> **TASK PROMPT**
Give every entry again precisely as it appears.

### ENTRIES SHOWN

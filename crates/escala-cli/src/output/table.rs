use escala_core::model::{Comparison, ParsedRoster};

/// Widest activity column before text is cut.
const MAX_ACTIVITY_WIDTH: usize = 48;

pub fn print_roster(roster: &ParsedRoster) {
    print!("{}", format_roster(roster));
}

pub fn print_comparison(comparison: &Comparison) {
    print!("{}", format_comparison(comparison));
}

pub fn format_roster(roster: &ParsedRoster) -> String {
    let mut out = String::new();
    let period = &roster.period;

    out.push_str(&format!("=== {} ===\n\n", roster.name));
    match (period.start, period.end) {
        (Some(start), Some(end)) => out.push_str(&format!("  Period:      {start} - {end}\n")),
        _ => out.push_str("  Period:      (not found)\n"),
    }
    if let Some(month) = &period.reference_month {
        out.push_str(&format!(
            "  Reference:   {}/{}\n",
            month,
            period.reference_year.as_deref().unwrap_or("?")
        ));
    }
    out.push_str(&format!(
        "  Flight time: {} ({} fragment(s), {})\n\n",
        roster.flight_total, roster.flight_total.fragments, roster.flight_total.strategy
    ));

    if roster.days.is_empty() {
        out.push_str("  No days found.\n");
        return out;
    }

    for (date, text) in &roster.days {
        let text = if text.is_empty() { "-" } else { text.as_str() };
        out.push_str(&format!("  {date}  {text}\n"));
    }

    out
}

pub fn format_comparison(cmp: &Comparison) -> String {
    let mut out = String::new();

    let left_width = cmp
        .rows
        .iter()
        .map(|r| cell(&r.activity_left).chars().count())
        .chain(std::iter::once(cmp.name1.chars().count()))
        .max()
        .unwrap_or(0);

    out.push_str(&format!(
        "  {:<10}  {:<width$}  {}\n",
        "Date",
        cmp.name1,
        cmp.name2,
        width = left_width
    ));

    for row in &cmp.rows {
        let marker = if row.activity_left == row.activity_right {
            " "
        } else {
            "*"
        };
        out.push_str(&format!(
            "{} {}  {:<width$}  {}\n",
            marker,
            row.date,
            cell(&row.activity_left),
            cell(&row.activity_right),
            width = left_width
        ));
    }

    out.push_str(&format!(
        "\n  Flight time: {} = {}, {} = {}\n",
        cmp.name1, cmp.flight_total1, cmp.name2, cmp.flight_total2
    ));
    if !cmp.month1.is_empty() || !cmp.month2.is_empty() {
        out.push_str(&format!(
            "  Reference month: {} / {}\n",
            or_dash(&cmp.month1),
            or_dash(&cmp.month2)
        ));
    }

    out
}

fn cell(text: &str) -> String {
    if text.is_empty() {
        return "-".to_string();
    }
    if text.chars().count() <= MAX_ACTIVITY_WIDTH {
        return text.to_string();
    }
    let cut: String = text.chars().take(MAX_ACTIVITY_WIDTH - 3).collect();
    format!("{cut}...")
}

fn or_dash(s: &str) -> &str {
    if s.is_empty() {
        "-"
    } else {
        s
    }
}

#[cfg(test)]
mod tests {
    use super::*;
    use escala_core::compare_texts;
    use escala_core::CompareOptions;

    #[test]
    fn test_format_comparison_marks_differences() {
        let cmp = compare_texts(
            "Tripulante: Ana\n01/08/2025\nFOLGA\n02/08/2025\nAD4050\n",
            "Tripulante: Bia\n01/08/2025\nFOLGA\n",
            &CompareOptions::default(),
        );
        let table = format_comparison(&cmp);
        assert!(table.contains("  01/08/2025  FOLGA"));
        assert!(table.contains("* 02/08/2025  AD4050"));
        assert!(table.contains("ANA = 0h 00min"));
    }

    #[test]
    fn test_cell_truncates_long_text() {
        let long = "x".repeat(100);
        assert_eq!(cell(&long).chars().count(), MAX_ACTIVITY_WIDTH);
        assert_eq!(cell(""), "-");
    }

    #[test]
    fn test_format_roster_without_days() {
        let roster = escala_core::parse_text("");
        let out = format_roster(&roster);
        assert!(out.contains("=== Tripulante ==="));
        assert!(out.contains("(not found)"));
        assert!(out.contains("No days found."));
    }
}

######

> **EXERCISE SOLUTION**
filename crates/escala-cli/src/output/table.rs
use escala_core::model::{Comparison, ParsedRoster};

/// Widest activity column before text is cut.
const MAX_ACTIVITY_WIDTH: usize = 48;

pub fn print_roster(roster: &ParsedRoster) {
    print!("{}", format_roster(roster));
}

pub fn print_comparison(comparison: &Comparison) {
    print!("{}", format_comparison(comparison));
}

pub fn format_roster(roster: &ParsedRoster) -> String {
    let mut out = String::new();
    let period = &roster.period;

    out.push_str(&format!("=== {} ===\n\n", roster.name));
    match (period.start, period.end) {
        (Some(start), Some(end)) => out.push_str(&format!("  Period:      {start} - {end}\n")),
        _ => out.push_str("  Period:      (not found)\n"),
    }
    if let Some(month) = &period.reference_month {
        out.push_str(&format!(
            "  Reference:   {}/{}\n",
            month,
            period.reference_year.as_deref().unwrap_or("?")
        ));
    }
    out.push_str(&format!(
        "  Flight time: {} ({} fragment(s), {})\n\n",
        roster.flight_total, roster.flight_total.fragments, roster.flight_total.strategy
    ));

    if roster.days.is_empty() {
        out.push_str("  No days found.\n");
        return out;
    }

    for (date, text) in &roster.days {
        let text = if text.is_empty() { "-" } else { text.as_str() };
        out.push_str(&format!("  {date}  {text}\n"));
    }

    out
}

pub fn format_comparison(cmp: &Comparison) -> String {
    let mut out = String::new();

    let left_width = cmp
        .rows
        .iter()
        .map(|r| cell(&r.activity_left).chars().count())
        .chain(std::iter::once(cmp.name1.chars().count()))
        .max()
        .unwrap_or(0);

    out.push_str(&format!(
        "  {:<10}  {:<width$}  {}\n",
        "Date",
        cmp.name1,
        cmp.name2,
        width = left_width
    ));

    for row in &cmp.rows {
        let marker = if row.activity_left == row.activity_right {
            " "
        } else {
            "*"
        };
        out.push_str(&format!(
            "{} {}  {:<width$}  {}\n",
            marker,
            row.date,
            cell(&row.activity_left),
            cell(&row.activity_right),
            width = left_width
        ));
    }

    out.push_str(&format!(
        "\n  Flight time: {} = {}, {} = {}\n",
        cmp.name1, cmp.flight_total1, cmp.name2, cmp.flight_total2
    ));
    if !cmp.month1.is_empty() || !cmp.month2.is_empty() {
        out.push_str(&format!(
            "  Reference month: {} / {}\n",
            or_dash(&cmp.month1),
            or_dash(&cmp.month2)
        ));
    }

    out
}

fn cell(text: &str) -> String {
    if text.is_empty() {
        return "-".to_string();
    }
    if text.chars().count() <= MAX_ACTIVITY_WIDTH {
        return text.to_string();
    }
    let cut: String = text.chars().take(MAX_ACTIVITY_WIDTH - 3).collect();
    format!("{cut}...")
}

fn or_dash(s: &str) -> &str {
    if s.is_empty() {
        "-"
    } else {
        s
    }
}

#[cfg(test)]
mod tests {
    use super::*;
    use escala_core::compare_texts;
    use escala_core::CompareOptions;

    #[test]
    fn test_format_comparison_marks_differences() {
        let cmp = compare_texts(
            "Tripulante: Ana\n01/08/2025\nFOLGA\n02/08/2025\nAD4050\n",
            "Tripulante: Bia\n01/08/2025\nFOLGA\n",
            &CompareOptions::default(),
        );
        let table = format_comparison(&cmp);
        assert!(table.contains("  01/08/2025  FOLGA"));
        assert!(table.contains("* 02/08/2025  AD4050"));
        assert!(table.contains("ANA = 0h 00min"));
    }

    #[test]
    fn test_cell_truncates_long_text() {
        let long = "x".repeat(100);
        assert_eq!(cell(&long).chars().count(), MAX_ACTIVITY_WIDTH);
        assert_eq!(cell(""), "-");
    }

    #[test]
    fn test_format_roster_without_days() {
        let roster = escala_core::parse_text("");
        let out = format_roster(&roster);
        assert!(out.contains("=== Tripulante ==="));
        assert!(out.contains("(not found)"));
        assert!(out.contains("No days found."));
    }
}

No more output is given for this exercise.